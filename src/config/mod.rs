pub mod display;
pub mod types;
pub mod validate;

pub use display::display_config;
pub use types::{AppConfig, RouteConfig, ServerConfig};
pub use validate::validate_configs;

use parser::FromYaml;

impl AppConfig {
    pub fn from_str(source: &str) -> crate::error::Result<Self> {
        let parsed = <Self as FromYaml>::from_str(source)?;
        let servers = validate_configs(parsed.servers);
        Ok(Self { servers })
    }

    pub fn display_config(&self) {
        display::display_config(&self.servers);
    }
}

= = = = =

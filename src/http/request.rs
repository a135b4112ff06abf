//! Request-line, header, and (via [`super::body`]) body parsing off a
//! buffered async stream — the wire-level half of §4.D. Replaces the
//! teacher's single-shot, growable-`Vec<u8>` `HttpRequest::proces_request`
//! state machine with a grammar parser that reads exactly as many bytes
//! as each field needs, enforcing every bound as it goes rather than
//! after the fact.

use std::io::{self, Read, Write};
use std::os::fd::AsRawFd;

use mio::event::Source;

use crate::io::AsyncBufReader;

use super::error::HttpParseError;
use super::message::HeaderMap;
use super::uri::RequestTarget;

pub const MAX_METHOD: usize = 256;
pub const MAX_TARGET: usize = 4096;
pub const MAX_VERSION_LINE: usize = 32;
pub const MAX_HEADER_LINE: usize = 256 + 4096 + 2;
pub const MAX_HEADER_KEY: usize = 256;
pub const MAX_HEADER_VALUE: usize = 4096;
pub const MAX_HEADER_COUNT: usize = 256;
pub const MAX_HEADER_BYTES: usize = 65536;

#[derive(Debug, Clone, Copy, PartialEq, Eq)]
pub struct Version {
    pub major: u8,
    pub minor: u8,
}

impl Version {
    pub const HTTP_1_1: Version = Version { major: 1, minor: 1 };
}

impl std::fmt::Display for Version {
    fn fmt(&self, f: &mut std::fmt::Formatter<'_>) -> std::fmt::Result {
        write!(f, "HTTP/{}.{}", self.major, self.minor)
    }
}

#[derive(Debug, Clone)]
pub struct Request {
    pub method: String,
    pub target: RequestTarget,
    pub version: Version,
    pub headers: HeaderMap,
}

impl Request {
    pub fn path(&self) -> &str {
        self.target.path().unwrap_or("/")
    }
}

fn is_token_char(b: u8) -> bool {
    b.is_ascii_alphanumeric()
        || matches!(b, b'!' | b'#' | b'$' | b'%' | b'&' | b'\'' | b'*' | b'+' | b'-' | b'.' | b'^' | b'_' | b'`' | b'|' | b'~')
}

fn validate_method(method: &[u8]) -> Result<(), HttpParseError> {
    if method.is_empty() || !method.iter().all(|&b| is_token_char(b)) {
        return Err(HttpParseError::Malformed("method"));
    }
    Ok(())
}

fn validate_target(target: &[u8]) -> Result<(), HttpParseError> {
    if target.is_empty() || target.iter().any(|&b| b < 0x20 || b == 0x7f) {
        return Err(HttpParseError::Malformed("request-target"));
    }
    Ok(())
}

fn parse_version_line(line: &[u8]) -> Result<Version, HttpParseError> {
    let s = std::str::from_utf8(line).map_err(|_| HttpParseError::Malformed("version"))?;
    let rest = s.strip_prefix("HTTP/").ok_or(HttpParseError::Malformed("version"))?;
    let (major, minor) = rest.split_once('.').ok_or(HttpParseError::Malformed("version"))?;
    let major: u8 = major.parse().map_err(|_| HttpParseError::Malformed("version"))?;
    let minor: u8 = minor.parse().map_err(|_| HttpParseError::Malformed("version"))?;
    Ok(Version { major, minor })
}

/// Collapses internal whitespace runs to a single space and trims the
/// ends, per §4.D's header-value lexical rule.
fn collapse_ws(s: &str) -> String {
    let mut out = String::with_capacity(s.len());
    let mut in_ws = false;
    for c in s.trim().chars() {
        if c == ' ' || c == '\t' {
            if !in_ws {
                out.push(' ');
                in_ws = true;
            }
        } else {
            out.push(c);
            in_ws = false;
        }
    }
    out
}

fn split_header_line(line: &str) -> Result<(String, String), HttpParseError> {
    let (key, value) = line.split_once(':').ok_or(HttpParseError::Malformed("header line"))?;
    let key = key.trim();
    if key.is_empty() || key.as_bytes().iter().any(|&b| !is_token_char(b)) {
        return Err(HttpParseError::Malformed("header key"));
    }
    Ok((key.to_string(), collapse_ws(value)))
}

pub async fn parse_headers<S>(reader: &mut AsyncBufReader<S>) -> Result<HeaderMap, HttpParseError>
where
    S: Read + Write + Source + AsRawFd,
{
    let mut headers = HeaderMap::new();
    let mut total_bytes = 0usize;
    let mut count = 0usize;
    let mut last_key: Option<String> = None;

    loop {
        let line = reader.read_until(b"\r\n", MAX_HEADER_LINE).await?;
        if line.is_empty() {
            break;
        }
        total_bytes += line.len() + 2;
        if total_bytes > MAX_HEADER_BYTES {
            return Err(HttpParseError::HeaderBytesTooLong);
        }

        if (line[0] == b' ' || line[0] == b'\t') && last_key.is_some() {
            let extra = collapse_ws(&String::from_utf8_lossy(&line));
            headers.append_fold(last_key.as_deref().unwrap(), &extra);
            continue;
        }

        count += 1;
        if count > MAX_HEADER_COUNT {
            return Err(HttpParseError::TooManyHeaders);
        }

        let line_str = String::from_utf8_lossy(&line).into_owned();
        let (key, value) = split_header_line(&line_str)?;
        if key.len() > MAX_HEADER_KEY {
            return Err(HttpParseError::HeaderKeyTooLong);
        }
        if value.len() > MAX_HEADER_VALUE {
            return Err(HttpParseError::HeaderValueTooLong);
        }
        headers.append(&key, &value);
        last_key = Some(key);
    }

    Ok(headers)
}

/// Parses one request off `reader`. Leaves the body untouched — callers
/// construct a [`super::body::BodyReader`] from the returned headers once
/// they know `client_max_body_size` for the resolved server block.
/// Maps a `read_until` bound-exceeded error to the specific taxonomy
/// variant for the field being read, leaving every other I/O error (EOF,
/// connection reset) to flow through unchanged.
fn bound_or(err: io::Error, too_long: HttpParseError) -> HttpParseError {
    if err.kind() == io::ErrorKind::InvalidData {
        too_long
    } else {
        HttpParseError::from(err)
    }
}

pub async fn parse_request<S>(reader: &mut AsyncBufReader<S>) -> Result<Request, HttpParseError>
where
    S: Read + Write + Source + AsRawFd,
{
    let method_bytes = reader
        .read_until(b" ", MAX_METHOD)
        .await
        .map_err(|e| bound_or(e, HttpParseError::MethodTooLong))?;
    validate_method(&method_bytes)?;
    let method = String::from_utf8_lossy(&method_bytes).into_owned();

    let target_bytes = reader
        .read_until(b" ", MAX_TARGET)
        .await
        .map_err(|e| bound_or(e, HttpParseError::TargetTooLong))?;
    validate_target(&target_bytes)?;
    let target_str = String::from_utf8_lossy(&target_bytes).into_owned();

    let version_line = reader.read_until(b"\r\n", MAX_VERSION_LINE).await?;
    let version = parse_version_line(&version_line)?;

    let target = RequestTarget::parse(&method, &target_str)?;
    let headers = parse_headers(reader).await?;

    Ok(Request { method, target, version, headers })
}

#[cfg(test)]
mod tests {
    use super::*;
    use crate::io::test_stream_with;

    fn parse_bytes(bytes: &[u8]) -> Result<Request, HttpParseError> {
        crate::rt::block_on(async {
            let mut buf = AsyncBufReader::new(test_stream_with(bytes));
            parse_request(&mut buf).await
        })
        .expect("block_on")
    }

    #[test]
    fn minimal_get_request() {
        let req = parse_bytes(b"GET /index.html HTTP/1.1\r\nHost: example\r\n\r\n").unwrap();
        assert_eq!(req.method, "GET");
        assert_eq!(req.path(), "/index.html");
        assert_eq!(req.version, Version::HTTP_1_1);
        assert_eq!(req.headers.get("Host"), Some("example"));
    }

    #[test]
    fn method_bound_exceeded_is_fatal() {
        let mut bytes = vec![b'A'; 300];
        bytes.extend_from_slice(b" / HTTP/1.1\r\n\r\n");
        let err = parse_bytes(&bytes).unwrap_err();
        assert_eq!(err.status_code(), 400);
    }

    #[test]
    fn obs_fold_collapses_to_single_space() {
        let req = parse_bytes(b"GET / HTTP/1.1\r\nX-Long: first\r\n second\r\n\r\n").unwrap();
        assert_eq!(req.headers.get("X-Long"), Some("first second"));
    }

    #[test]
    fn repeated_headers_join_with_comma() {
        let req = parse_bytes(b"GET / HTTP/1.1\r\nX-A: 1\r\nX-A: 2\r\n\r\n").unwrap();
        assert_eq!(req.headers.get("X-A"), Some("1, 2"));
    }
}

= = = = =

* _GOAL OF THE EXERCISE_
Copy every line above in which the string "super" shows up.

* _THE COMPLETED TASK_
//! Request-line, header, and (via [`super::body`]) body parsing off a
use super::error::HttpParseError;
use super::message::HeaderMap;
use super::uri::RequestTarget;
/// construct a [`super::body::BodyReader`] from the returned headers once
    use super::*;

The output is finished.